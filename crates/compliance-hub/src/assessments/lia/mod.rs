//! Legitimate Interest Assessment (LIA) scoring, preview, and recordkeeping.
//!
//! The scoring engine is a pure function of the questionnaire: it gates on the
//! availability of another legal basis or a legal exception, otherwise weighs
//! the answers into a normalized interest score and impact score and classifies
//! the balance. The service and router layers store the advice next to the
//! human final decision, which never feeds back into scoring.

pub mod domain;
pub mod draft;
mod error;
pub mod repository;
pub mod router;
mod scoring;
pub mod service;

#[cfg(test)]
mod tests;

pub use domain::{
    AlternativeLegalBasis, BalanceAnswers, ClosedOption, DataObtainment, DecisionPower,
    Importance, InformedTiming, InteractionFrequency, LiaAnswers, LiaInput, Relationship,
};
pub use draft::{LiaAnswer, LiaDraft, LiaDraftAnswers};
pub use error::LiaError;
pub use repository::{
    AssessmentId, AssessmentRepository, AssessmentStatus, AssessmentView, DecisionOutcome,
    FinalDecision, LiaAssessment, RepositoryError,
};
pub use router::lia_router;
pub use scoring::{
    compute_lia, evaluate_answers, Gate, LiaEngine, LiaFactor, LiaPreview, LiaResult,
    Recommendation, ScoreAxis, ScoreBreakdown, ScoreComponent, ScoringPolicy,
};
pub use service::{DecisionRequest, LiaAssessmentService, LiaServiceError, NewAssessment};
******************************
HOW TO COMPLETE THIS TASK
Would you output every record above exactly as it stands?

RESPONSE
filename crates/compliance-hub/src/assessments/lia/mod.rs
//! Legitimate Interest Assessment (LIA) scoring, preview, and recordkeeping.
//!
//! The scoring engine is a pure function of the questionnaire: it gates on the
//! availability of another legal basis or a legal exception, otherwise weighs
//! the answers into a normalized interest score and impact score and classifies
//! the balance. The service and router layers store the advice next to the
//! human final decision, which never feeds back into scoring.

pub mod domain;
pub mod draft;
mod error;
pub mod repository;
pub mod router;
mod scoring;
pub mod service;

#[cfg(test)]
mod tests;

pub use domain::{
    AlternativeLegalBasis, BalanceAnswers, ClosedOption, DataObtainment, DecisionPower,
    Importance, InformedTiming, InteractionFrequency, LiaAnswers, LiaInput, Relationship,
};
pub use draft::{LiaAnswer, LiaDraft, LiaDraftAnswers};
pub use error::LiaError;
pub use repository::{
    AssessmentId, AssessmentRepository, AssessmentStatus, AssessmentView, DecisionOutcome,
    FinalDecision, LiaAssessment, RepositoryError,
};
pub use router::lia_router;
pub use scoring::{
    compute_lia, evaluate_answers, Gate, LiaEngine, LiaFactor, LiaPreview, LiaResult,
    Recommendation, ScoreAxis, ScoreBreakdown, ScoreComponent, ScoringPolicy,
};
pub use service::{DecisionRequest, LiaAssessmentService, LiaServiceError, NewAssessment};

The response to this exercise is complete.